Only the lines with the string "bounded" are needed; return each of them from the entries below.

----------------------------------------

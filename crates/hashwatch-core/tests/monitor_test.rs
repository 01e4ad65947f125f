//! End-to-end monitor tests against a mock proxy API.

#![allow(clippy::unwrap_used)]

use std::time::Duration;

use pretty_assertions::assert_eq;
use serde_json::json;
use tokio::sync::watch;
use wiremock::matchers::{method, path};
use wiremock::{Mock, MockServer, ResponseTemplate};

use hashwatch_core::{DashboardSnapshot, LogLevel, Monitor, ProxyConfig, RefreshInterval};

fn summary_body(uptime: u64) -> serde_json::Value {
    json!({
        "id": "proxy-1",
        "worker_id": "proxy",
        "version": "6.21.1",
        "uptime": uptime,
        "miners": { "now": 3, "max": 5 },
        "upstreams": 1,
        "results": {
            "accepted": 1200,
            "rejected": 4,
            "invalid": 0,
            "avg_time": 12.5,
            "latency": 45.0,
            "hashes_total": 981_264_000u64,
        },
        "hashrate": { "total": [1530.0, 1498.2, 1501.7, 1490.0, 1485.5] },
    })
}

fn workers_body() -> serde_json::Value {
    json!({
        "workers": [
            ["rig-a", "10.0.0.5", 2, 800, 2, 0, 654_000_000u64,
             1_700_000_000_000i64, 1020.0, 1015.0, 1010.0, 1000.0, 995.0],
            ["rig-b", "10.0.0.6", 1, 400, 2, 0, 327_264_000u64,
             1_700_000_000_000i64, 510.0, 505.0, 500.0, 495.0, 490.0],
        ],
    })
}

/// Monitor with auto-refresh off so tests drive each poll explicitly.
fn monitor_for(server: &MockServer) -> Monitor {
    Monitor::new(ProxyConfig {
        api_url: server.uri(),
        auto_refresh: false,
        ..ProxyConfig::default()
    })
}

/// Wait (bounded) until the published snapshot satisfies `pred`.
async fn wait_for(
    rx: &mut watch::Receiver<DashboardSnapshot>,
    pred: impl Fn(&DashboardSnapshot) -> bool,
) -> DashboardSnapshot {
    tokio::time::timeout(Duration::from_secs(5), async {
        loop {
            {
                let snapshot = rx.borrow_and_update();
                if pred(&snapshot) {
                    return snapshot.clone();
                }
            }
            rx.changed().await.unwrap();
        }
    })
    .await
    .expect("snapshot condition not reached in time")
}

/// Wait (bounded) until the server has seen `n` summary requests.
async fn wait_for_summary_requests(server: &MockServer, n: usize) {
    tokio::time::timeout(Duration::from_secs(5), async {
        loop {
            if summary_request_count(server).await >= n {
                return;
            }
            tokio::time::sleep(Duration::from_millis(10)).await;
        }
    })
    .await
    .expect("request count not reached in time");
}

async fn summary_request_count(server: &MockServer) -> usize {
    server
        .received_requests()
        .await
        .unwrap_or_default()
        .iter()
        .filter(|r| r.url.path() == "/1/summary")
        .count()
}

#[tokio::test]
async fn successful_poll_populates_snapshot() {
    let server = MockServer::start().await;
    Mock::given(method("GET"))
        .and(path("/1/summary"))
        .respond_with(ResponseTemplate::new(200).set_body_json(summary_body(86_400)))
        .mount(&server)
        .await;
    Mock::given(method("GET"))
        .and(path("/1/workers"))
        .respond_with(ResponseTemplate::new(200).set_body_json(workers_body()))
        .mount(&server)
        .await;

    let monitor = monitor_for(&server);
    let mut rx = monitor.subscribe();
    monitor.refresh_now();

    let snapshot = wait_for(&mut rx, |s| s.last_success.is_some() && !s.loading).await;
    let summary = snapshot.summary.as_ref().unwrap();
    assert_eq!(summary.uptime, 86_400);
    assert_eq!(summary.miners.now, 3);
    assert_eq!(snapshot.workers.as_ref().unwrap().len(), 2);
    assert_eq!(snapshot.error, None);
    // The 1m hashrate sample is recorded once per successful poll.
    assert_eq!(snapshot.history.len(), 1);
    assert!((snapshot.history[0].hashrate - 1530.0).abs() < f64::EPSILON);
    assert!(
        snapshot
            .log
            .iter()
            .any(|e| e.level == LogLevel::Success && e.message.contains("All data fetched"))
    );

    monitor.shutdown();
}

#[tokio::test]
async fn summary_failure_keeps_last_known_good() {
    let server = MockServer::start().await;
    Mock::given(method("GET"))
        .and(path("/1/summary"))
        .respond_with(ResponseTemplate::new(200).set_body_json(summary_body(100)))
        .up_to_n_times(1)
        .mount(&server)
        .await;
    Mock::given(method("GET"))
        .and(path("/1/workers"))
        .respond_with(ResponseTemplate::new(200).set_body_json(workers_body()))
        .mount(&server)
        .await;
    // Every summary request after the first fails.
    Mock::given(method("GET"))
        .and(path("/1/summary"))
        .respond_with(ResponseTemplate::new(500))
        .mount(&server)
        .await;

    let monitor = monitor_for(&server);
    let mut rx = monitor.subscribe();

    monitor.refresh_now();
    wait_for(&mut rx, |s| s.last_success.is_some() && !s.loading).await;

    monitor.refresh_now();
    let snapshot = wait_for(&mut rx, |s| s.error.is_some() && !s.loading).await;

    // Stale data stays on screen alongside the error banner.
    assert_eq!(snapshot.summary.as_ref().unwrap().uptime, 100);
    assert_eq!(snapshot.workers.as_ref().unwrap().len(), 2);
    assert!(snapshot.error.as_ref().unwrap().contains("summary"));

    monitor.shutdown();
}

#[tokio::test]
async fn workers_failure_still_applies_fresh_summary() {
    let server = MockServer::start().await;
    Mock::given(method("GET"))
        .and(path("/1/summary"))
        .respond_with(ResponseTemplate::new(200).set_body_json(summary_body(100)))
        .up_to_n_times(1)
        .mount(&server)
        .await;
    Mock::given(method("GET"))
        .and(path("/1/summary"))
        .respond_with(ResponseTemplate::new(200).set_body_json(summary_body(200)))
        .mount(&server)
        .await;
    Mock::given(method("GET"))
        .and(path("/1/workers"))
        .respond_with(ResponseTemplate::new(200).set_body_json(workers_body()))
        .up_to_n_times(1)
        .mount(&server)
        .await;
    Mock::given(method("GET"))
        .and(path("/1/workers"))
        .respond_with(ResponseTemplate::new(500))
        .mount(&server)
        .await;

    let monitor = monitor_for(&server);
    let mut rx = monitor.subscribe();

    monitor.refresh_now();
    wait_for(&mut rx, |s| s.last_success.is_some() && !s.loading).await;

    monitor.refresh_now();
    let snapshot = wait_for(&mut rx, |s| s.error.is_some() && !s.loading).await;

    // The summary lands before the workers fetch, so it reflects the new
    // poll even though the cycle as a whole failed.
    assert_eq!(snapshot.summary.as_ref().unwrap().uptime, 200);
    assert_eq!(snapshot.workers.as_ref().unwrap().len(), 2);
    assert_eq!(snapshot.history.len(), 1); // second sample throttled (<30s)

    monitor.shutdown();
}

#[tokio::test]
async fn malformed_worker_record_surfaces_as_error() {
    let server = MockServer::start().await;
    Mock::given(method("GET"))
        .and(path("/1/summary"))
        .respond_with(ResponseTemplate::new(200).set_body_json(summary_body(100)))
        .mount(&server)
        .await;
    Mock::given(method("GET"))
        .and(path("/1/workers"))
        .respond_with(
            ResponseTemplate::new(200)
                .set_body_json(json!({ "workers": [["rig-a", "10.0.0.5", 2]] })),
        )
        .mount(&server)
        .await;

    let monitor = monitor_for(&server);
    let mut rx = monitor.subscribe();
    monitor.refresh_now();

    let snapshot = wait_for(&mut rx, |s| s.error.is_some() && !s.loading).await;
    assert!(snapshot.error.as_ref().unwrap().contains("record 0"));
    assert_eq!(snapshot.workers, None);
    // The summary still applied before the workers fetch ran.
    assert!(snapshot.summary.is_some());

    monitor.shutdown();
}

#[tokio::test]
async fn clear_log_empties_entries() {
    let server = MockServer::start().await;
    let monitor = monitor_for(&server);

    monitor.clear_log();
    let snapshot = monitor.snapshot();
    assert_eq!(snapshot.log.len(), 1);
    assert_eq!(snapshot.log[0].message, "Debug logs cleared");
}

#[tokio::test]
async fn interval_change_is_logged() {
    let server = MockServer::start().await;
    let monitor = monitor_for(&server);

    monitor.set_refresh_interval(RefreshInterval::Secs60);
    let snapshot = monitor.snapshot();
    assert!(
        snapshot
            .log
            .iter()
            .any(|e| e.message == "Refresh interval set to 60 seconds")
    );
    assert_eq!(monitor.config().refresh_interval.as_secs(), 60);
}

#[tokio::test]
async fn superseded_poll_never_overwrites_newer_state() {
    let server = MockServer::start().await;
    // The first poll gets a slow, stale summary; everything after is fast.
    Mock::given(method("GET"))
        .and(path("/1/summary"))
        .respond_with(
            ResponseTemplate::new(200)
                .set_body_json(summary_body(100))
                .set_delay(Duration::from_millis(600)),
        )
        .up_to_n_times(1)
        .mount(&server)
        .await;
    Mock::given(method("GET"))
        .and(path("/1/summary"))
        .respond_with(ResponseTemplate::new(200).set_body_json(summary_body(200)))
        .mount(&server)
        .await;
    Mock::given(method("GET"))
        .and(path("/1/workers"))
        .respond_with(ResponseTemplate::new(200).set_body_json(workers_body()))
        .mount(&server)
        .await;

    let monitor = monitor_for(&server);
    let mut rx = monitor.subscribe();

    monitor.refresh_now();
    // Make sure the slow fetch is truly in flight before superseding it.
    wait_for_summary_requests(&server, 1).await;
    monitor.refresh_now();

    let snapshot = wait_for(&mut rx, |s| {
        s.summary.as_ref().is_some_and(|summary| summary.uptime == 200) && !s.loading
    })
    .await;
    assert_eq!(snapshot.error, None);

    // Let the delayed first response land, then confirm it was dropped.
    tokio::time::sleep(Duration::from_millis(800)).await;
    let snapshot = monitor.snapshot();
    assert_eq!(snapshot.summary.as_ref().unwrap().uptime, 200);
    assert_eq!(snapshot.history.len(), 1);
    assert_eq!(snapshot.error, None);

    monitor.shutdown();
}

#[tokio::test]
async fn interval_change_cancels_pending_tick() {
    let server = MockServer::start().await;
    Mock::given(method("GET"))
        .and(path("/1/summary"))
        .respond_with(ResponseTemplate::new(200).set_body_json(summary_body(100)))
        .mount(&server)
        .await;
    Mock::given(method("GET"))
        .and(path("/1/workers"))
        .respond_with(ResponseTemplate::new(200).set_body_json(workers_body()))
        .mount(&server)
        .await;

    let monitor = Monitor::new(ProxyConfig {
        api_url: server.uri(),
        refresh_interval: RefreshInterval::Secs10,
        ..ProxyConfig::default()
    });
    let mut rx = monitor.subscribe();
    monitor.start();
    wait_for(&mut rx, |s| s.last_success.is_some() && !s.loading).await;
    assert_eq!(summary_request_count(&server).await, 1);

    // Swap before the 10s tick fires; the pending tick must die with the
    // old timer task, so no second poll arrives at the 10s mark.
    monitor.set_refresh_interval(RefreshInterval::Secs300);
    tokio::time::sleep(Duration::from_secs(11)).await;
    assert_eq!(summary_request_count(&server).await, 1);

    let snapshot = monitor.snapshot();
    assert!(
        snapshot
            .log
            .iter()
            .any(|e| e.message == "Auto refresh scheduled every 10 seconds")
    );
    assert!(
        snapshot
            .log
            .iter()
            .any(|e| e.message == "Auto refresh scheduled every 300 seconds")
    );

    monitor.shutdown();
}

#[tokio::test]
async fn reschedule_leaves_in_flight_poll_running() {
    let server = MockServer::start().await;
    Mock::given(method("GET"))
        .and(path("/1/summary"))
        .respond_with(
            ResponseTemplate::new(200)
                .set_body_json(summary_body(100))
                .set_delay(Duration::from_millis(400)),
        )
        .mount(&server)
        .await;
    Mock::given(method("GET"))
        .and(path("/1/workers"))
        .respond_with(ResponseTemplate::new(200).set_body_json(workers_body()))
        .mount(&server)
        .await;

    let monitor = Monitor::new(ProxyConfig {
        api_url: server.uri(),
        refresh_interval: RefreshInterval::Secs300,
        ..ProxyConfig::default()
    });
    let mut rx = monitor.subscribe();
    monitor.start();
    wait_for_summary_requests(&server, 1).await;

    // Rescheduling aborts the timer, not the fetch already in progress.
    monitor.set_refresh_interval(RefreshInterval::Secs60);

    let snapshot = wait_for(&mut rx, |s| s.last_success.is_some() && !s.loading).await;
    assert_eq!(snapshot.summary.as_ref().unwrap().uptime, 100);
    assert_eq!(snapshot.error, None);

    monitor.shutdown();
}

----------------------------------------

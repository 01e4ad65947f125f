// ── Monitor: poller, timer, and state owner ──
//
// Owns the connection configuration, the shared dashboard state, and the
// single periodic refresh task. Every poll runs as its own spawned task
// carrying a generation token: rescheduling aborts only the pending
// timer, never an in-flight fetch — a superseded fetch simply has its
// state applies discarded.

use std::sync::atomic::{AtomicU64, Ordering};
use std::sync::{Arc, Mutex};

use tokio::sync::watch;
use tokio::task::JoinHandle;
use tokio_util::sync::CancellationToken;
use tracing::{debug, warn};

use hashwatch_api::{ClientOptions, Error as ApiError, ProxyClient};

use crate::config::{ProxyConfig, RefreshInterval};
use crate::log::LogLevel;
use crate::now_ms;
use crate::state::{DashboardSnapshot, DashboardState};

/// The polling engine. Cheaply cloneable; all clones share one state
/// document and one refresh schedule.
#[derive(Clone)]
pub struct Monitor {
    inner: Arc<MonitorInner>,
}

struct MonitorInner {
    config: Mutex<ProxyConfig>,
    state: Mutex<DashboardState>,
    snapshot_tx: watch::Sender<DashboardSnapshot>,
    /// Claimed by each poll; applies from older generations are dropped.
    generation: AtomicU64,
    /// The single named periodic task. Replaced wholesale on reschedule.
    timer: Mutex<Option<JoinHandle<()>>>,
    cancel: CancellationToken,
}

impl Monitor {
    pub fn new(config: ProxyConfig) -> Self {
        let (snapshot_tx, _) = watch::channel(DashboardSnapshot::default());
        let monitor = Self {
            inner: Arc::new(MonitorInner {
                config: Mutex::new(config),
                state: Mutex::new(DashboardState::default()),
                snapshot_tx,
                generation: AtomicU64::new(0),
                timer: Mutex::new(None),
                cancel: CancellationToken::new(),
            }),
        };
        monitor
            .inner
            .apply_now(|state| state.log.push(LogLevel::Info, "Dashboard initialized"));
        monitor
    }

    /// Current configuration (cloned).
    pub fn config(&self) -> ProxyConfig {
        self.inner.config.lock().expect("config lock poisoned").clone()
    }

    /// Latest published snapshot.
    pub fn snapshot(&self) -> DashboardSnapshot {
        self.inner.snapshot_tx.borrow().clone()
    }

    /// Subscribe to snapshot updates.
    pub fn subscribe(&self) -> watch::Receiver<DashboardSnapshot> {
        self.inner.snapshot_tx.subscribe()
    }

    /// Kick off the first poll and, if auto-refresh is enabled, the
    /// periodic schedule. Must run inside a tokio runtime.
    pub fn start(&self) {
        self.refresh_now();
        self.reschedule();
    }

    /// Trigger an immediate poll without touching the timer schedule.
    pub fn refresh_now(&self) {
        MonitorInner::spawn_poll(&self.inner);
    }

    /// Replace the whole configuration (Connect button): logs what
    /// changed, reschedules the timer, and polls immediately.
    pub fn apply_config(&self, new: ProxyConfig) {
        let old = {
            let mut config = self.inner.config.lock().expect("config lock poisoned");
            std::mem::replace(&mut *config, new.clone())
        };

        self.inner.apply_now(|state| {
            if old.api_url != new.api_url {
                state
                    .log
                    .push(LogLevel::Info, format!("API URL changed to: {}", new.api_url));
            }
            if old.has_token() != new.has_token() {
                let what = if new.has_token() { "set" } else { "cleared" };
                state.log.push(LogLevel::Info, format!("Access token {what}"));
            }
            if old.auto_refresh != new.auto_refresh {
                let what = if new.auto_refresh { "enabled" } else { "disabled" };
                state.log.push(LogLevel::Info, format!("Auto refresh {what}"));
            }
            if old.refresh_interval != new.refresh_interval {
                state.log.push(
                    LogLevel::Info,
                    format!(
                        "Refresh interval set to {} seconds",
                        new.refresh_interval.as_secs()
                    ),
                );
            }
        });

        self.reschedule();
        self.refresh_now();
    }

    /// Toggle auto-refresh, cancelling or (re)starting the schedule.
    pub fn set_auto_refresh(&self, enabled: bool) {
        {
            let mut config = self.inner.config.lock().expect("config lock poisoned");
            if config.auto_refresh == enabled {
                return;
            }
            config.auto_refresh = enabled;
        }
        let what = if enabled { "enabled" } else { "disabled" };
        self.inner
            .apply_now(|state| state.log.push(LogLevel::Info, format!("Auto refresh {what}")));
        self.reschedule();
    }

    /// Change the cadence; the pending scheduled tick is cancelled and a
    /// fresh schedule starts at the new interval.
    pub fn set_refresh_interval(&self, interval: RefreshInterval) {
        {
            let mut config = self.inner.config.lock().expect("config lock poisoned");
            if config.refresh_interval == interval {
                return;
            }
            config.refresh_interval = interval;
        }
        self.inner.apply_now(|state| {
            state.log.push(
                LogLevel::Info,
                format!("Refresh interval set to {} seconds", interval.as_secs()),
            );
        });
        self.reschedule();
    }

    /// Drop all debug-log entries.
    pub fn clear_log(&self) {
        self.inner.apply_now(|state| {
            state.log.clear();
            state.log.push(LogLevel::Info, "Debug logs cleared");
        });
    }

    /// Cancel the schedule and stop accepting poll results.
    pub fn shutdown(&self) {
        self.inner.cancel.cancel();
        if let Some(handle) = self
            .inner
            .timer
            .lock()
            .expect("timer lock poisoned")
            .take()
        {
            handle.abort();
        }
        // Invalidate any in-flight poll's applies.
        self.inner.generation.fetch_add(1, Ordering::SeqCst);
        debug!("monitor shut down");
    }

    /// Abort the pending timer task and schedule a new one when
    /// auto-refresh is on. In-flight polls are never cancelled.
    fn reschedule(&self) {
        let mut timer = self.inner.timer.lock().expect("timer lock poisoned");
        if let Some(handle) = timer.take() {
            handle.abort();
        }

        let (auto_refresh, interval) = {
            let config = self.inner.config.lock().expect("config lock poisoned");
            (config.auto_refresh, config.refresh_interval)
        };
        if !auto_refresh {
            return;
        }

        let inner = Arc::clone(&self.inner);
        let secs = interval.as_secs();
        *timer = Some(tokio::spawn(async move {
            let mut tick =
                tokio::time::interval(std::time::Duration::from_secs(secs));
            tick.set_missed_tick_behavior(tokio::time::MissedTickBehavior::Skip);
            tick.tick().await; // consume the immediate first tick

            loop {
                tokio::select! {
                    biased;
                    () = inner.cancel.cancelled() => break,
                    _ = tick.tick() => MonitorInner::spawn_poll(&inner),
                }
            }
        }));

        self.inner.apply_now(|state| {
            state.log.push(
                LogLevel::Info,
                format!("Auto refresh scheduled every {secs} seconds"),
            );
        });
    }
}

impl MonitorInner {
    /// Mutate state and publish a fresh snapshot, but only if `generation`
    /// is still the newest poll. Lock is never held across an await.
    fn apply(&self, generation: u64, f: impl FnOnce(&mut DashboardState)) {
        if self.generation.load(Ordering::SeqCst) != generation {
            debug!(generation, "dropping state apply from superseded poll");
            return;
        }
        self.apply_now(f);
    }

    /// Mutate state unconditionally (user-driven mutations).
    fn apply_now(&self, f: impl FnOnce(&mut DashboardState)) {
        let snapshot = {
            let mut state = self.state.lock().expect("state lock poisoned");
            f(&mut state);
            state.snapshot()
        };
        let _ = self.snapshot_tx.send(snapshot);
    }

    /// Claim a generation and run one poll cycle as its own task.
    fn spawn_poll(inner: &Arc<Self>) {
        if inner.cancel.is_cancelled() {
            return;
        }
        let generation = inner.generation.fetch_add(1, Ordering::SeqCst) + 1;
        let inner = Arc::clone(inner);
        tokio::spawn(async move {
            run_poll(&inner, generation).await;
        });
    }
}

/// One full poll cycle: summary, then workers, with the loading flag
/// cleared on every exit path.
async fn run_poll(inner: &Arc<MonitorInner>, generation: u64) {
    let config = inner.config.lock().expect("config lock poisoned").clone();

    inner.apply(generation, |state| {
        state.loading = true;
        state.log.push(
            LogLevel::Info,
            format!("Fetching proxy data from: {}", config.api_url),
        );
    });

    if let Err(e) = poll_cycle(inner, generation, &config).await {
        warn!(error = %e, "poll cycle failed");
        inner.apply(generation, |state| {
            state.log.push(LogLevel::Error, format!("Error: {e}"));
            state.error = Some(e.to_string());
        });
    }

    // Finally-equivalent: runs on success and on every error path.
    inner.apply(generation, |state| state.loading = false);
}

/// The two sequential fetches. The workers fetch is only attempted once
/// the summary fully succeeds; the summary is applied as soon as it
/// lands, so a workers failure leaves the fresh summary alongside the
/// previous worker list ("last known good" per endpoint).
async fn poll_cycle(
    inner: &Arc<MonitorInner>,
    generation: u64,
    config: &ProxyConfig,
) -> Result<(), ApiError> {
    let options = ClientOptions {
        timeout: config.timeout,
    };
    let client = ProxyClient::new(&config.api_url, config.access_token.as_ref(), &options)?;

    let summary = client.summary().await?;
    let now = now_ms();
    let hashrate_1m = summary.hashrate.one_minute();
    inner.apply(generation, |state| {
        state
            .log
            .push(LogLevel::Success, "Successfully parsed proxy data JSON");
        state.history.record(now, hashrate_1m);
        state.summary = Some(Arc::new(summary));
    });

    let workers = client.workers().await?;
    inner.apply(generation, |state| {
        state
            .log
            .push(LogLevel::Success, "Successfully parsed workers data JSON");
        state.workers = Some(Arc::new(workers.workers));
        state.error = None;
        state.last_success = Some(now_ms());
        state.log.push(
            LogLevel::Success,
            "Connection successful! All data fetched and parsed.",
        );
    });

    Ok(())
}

----------------------------------------

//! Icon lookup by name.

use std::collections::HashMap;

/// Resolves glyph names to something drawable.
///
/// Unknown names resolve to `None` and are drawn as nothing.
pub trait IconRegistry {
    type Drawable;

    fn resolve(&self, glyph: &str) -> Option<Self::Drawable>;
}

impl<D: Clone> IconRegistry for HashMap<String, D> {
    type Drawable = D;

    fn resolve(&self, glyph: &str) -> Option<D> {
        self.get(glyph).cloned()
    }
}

----------------------------------------

» **Solution to this problem**:
/// Wait (bounded) until the published snapshot satisfies `pred`.
/// Wait (bounded) until the server has seen `n` summary requests.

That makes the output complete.